● Work to be completed
Answer with the exact lines of the following material from the one containing "let actual_schema = tables.load().await?;" through the one containing "let mut ddls = vec![table_ddl];", both end lines included.

● Recorded data
──────────

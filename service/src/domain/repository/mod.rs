use std::future::Future;

use chrono::{DateTime, Utc};

use crate::domain::{
    ledger::ApprovalEvent,
    repository::query::{CountFilter, TopicQuery},
    topic::{Topic, TopicId, TopicStatus},
};

pub mod query;

/// Record store for topics and their append-only approval ledger.
///
/// Every write that depends on the topic's status is conditional on
/// `status = expected` and fails with [`RepositoryError::Conflict`] when the
/// stored status differs. Topic row and ledger row are written atomically.
pub trait TopicRepository: Clone + Send + Sync + 'static {
    /// Store a new topic, plus its first ledger entry when it starts out submitted
    fn insert(
        &self,
        topic: Topic,
        initial_event: Option<ApprovalEvent>,
    ) -> impl Future<Output = Result<Topic, RepositoryError>> + Send;

    /// Find topics matching query, newest first
    fn find(
        &self,
        query: TopicQuery,
    ) -> impl Future<Output = Result<Vec<Topic>, RepositoryError>> + Send;

    /// Find single topic by ID
    fn find_by_id(
        &self,
        id: TopicId,
    ) -> impl Future<Output = Result<Option<Topic>, RepositoryError>> + Send;

    /// Overwrite the content fields and `updated_at`; status and owner are left alone
    fn update_content(
        &self,
        topic: Topic,
        expected_status: TopicStatus,
    ) -> impl Future<Output = Result<Topic, RepositoryError>> + Send;

    /// Delete a topic still in `expected_status`
    fn delete(
        &self,
        id: TopicId,
        expected_status: TopicStatus,
    ) -> impl Future<Output = Result<(), RepositoryError>> + Send;

    /// Move `topic.id` from `from` to `topic.status` and append `event`, all or nothing
    fn transition(
        &self,
        topic: Topic,
        from: TopicStatus,
        event: ApprovalEvent,
    ) -> impl Future<Output = Result<Topic, RepositoryError>> + Send;

    /// Append an event that does not change the topic
    fn append_event(
        &self,
        event: ApprovalEvent,
    ) -> impl Future<Output = Result<ApprovalEvent, RepositoryError>> + Send;

    /// Ledger of one topic in insertion order
    fn events_for(
        &self,
        topic_id: TopicId,
    ) -> impl Future<Output = Result<Vec<ApprovalEvent>, RepositoryError>> + Send;

    /// Number of topics matching filter
    fn count(
        &self,
        filter: CountFilter,
    ) -> impl Future<Output = Result<u64, RepositoryError>> + Send;
}

#[derive(Debug, thiserror::Error)]
pub enum RepositoryError {
    #[error("record not found")]
    NotFound,

    /// The conditional write lost against a concurrent change
    #[error("stored status differs from the expected one")]
    Conflict,

    #[error("database error: {0}")]
    DatabaseError(String),
}

/// Half-open `[start, end)` range of creation timestamps
#[derive(Debug, Clone, Copy, PartialEq, Eq)]
pub struct CreatedWindow {
    pub start: DateTime<Utc>,
    pub end: DateTime<Utc>,
}

impl CreatedWindow {
    pub fn contains(&self, at: DateTime<Utc>) -> bool {
        self.start <= at && at < self.end
    }
}
use std::collections::HashSet;

use editorial_common::{
    database::Database,
    schema::{Column, ForeignKeyConstraint, Index, Table, workflow_tables},
};

use crate::domain::tables::Tables;

pub trait Migration: Send + Sync + Clone + 'static {
    type T: Tables;

    fn migrate(&self) -> impl Future<Output = Result<(), anyhow::Error>>;
}

pub trait MigrationStep {
    fn ctx(&self) -> &'static str;
    fn ddls(self) -> Vec<String>;
}

#[derive(Debug)]
pub struct CreateTableStep {
    ddls: Vec<String>,
}

impl CreateTableStep {
    fn new(database_schema: &str, table: &Table) -> Self {
        let ddls = create_table_ddl(database_schema, table);
        Self { ddls }
    }
}

impl MigrationStep for CreateTableStep {
    fn ctx(&self) -> &'static str {
        "CREATE TABLE"
    }

    fn ddls(self) -> Vec<String> {
        self.ddls
    }
}

pub async fn migration_steps(
    database_schema: &str,
    tables: &impl Tables,
) -> Result<Vec<CreateTableStep>, anyhow::Error> {
    let actual_schema = tables.load().await?;
    Ok(plan_steps(database_schema, &workflow_tables(), &actual_schema))
}

/// One step per missing table, in the order the tables are declared.
pub fn plan_steps(
    database_schema: &str,
    needed_schema: &[Table],
    actual_schema: &HashSet<String>,
) -> Vec<CreateTableStep> {
    needed_schema
        .iter()
        .filter(|table| !actual_schema.contains(&table.name))
        .map(|table| CreateTableStep::new(database_schema, table))
        .collect()
}

pub async fn apply_migration_steps(
    steps: Vec<impl MigrationStep>,
    database: &Database,
) -> Result<(), anyhow::Error> {
    use futures::stream::{self, StreamExt};

    let mut stream = stream::iter(steps);
    while let Some(step) = stream.next().await {
        let ctx = step.ctx();
        let ddls = step.ddls();
        database.execute_in_transaction(ddls, ctx).await?;
    }

    Ok(())
}

fn create_table_ddl(schema: &str, table: &Table) -> Vec<String> {
    let mut columns = Vec::new();
    let mut pk_columns = Vec::new();

    for column in table.columns.iter() {
        columns.push(column_ddl(column));
        if column.primary_key {
            pk_columns.push(&column.name as &str);
        }
    }

    let columns_sql = columns.join(",\n    ");
    let pk_columns_sql = pk_columns.join(",");

    let table_ddl = format!(
        "CREATE TABLE \"{}\".\"{}\" (\n    {},\n    PRIMARY KEY({})\n)",
        schema, table.name, columns_sql, pk_columns_sql
    );

    let mut ddls = vec![table_ddl];

    for fk in table.foreign_keys.iter() {
        ddls.push(create_fk_ddl(schema, fk));
    }

    for index in table.indexes.iter() {
        ddls.push(create_index_ddl(schema, index));
    }

    ddls
}

fn column_ddl(column: &Column) -> String {
    let mut sql = match column.column_length {
        Some(length) => format!("\"{}\" {}({})", column.name, column.column_type, length),
        None => format!("\"{}\" {}", column.name, column.column_type),
    };
    if column.not_null {
        sql.push_str(" NOT NULL");
    }
    if let Some(default_value) = &column.default_value {
        sql.push_str(format!(" DEFAULT {}", default_value).as_str());
    }
    if column.unique {
        sql.push_str(" UNIQUE");
    }
    if let Some(values) = &column.allowed_values {
        let literals = values
            .iter()
            .map(|v| format!("'{}'", v))
            .collect::<Vec<_>>()
            .join(", ");
        sql.push_str(format!(" CHECK (\"{}\" IN ({}))", column.name, literals).as_str());
    }
    sql
}

fn create_fk_ddl(schema: &str, fk: &ForeignKeyConstraint) -> String {
    format!(
        "ALTER TABLE \"{}\".\"{}\" ADD CONSTRAINT \"{}_{}_fkey\" FOREIGN KEY (\"{}\") REFERENCES \"{}\".\"{}\" (\"{}\") ON DELETE CASCADE",
        schema,
        fk.table_name,
        fk.table_name,
        fk.column_name,
        fk.column_name,
        schema,
        fk.referenced_table_name,
        fk.referenced_column_name
    )
}

fn create_index_ddl(schema: &str, index: &Index) -> String {
    let columns_sql = index
        .columns
        .iter()
        .map(|c| format!("\"{}\"", c))
        .collect::<Vec<_>>()
        .join(", ");
    format!(
        "CREATE {}INDEX \"{}_{}_idx\" ON \"{}\".\"{}\" ({})",
        if index.unique { "UNIQUE " } else { "" },
        index.table_name,
        index.columns.join("_"),
        schema,
        index.table_name,
        columns_sql
    )
}

#[cfg(test)]
mod tests {
    use editorial_common::{APPROVAL_EVENTS_TABLE, TOPICS_TABLE};

    use super::*;

    #[test]
    fn plans_every_table_on_empty_schema() {
        let steps = plan_steps("public", &workflow_tables(), &HashSet::new());
        assert_eq!(steps.len(), 2);

        let ddls = steps.into_iter().next().unwrap().ddls();
        assert!(ddls[0].starts_with("CREATE TABLE \"public\".\"topics\""));
        assert!(ddls[0].contains("PRIMARY KEY(id)"));
    }

    #[test]
    fn skips_existing_tables() {
        let existing = HashSet::from([TOPICS_TABLE.to_string()]);
        let steps = plan_steps("editorial", &workflow_tables(), &existing);
        assert_eq!(steps.len(), 1);

        let ddls = steps.into_iter().next().unwrap().ddls();
        assert!(ddls[0].contains(APPROVAL_EVENTS_TABLE));
        assert!(ddls.iter().any(|ddl| ddl.contains("FOREIGN KEY (\"topic_id\")")));
    }

    #[test]
    fn nothing_to_do_when_schema_is_complete() {
        let existing = HashSet::from([
            TOPICS_TABLE.to_string(),
            APPROVAL_EVENTS_TABLE.to_string(),
        ]);
        assert!(plan_steps("public", &workflow_tables(), &existing).is_empty());
    }

    #[test]
    fn status_column_carries_check_constraint() {
        let tables = workflow_tables();
        let ddl = &create_table_ddl("public", &tables[0])[0];
        assert!(ddl.contains("\"status\" VARCHAR(32) NOT NULL CHECK (\"status\" IN ('draft', 'pending', 'revision_required', 'approved', 'rejected'))"));
    }

    #[test]
    fn non_unique_index_has_single_space() {
        let index = Index::new("topics", vec!["status"], false);
        assert_eq!(
            create_index_ddl("public", &index),
            "CREATE INDEX \"topics_status_idx\" ON \"public\".\"topics\" (\"status\")"
        );
    }
}
use chrono::{DateTime, NaiveDate, Utc};
use serde::{Deserialize, Serialize};

use crate::domain::{
    actor::Role,
    ledger::{ApprovalAction, ApprovalEvent},
    topic::{Attachment, ContentType, NewTopic, TeamMember, Topic, TopicPatch, TopicStatus},
    workflow::TopicDetails,
};

#[derive(Debug, Clone, Deserialize)]
#[serde(rename_all = "camelCase")]
pub struct CreateTopicRequest {
    pub title: String,
    #[serde(default)]
    pub outline: String,
    pub content_type: ContentType,
    #[serde(default)]
    pub category: String,
    #[serde(default)]
    pub team_members: Vec<TeamMember>,
    #[serde(default)]
    pub attachments: Vec<Attachment>,
    pub estimated_days: Option<i32>,
    pub start_date: Option<NaiveDate>,
    pub deadline: Option<NaiveDate>,
    pub approver: Option<String>,
    pub department_id: Option<String>,
    pub department_name: Option<String>,
    #[serde(default)]
    pub is_draft: bool,
}

impl From<CreateTopicRequest> for NewTopic {
    fn from(value: CreateTopicRequest) -> Self {
        NewTopic {
            title: value.title,
            outline: value.outline,
            content_type: value.content_type,
            category: value.category,
            team_members: value.team_members,
            attachments: value.attachments,
            estimated_days: value.estimated_days,
            start_date: value.start_date,
            deadline: value.deadline,
            approver: value.approver,
            department_id: value.department_id,
            department_name: value.department_name,
            is_draft: value.is_draft,
        }
    }
}

/// Absent members leave the stored value untouched
#[derive(Debug, Clone, Default, Deserialize)]
#[serde(rename_all = "camelCase")]
pub struct UpdateTopicRequest {
    pub title: Option<String>,
    pub outline: Option<String>,
    pub content_type: Option<ContentType>,
    pub category: Option<String>,
    pub team_members: Option<Vec<TeamMember>>,
    pub attachments: Option<Vec<Attachment>>,
    pub estimated_days: Option<i32>,
    pub start_date: Option<NaiveDate>,
    pub deadline: Option<NaiveDate>,
    pub approver: Option<String>,
}

impl From<UpdateTopicRequest> for TopicPatch {
    fn from(value: UpdateTopicRequest) -> Self {
        TopicPatch {
            title: value.title,
            outline: value.outline,
            content_type: value.content_type,
            category: value.category,
            team_members: value.team_members,
            attachments: value.attachments,
            estimated_days: value.estimated_days,
            start_date: value.start_date,
            deadline: value.deadline,
            approver: value.approver,
        }
    }
}

/// Body of submit / approve / reject / request-revision; may be empty
#[derive(Debug, Clone, Default, Deserialize)]
pub struct ReviewRequest {
    pub comment: Option<String>,
}

#[derive(Debug, Clone, Deserialize)]
pub struct CommentRequest {
    pub comment: String,
}

/// Raw list filters; parsed by the handler so bad values get a clear message
#[derive(Debug, Clone, Default, Deserialize)]
#[serde(rename_all = "camelCase")]
pub struct ListTopicsParams {
    pub status: Option<String>,
    pub content_type: Option<String>,
    pub created_by: Option<String>,
}

#[derive(Debug, Clone, Serialize)]
#[serde(rename_all = "camelCase")]
pub struct TopicResponse {
    id: String,
    title: String,
    outline: String,
    content_type: ContentType,
    category: String,
    team_members: Vec<TeamMember>,
    attachments: Vec<Attachment>,
    estimated_days: i32,
    start_date: Option<NaiveDate>,
    deadline: Option<NaiveDate>,
    approver: Option<String>,
    created_by: String,
    created_by_name: String,
    department_id: Option<String>,
    department_name: Option<String>,
    status: TopicStatus,
    created_at: DateTime<Utc>,
    updated_at: DateTime<Utc>,
    #[serde(skip_serializing_if = "Option::is_none")]
    approval_history: Option<Vec<ApprovalEventResponse>>,
}

impl From<Topic> for TopicResponse {
    fn from(topic: Topic) -> Self {
        Self {
            id: topic.id.to_string(),
            title: topic.title.to_string(),
            outline: topic.outline,
            content_type: topic.content_type,
            category: topic.category,
            team_members: topic.team_members,
            attachments: topic.attachments,
            estimated_days: topic.estimated_days,
            start_date: topic.start_date,
            deadline: topic.deadline,
            approver: topic.approver,
            created_by: topic.created_by,
            created_by_name: topic.created_by_name,
            department_id: topic.department_id,
            department_name: topic.department_name,
            status: topic.status,
            created_at: topic.created_at,
            updated_at: topic.updated_at,
            approval_history: None,
        }
    }
}

impl From<TopicDetails> for TopicResponse {
    fn from(details: TopicDetails) -> Self {
        let history = details
            .approval_history
            .into_iter()
            .map(ApprovalEventResponse::from)
            .collect();
        Self {
            approval_history: Some(history),
            ..Self::from(details.topic)
        }
    }
}

#[derive(Debug, Clone, Serialize)]
#[serde(rename_all = "camelCase")]
pub struct ApprovalEventResponse {
    id: String,
    topic_id: String,
    user_id: String,
    user_name: String,
    user_role: Role,
    action: ApprovalAction,
    level: Option<i32>,
    comment: Option<String>,
    created_at: DateTime<Utc>,
}

impl From<ApprovalEvent> for ApprovalEventResponse {
    fn from(event: ApprovalEvent) -> Self {
        Self {
            id: event.id.to_string(),
            topic_id: event.topic_id.to_string(),
            user_id: event.user_id,
            user_name: event.user_name,
            user_role: event.user_role,
            action: event.action,
            level: event.level,
            comment: event.comment,
            created_at: event.created_at,
        }
    }
}

#[derive(Debug, Clone, Serialize)]
pub struct TopicListResponse {
    topics: Vec<TopicResponse>,
    total: usize,
}

impl From<Vec<Topic>> for TopicListResponse {
    fn from(topics: Vec<Topic>) -> Self {
        let topics: Vec<TopicResponse> = topics.into_iter().map(TopicResponse::from).collect();
        Self {
            total: topics.len(),
            topics,
        }
    }
}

──────────

● Output below
    let actual_schema = tables.load().await?;
    Ok(plan_steps(database_schema, &workflow_tables(), &actual_schema))
}

/// One step per missing table, in the order the tables are declared.
pub fn plan_steps(
    database_schema: &str,
    needed_schema: &[Table],
    actual_schema: &HashSet<String>,
) -> Vec<CreateTableStep> {
    needed_schema
        .iter()
        .filter(|table| !actual_schema.contains(&table.name))
        .map(|table| CreateTableStep::new(database_schema, table))
        .collect()
}

pub async fn apply_migration_steps(
    steps: Vec<impl MigrationStep>,
    database: &Database,
) -> Result<(), anyhow::Error> {
    use futures::stream::{self, StreamExt};

    let mut stream = stream::iter(steps);
    while let Some(step) = stream.next().await {
        let ctx = step.ctx();
        let ddls = step.ddls();
        database.execute_in_transaction(ddls, ctx).await?;
    }

    Ok(())
}

fn create_table_ddl(schema: &str, table: &Table) -> Vec<String> {
    let mut columns = Vec::new();
    let mut pk_columns = Vec::new();

    for column in table.columns.iter() {
        columns.push(column_ddl(column));
        if column.primary_key {
            pk_columns.push(&column.name as &str);
        }
    }

    let columns_sql = columns.join(",\n    ");
    let pk_columns_sql = pk_columns.join(",");

    let table_ddl = format!(
        "CREATE TABLE \"{}\".\"{}\" (\n    {},\n    PRIMARY KEY({})\n)",
        schema, table.name, columns_sql, pk_columns_sql
    );

    let mut ddls = vec![table_ddl];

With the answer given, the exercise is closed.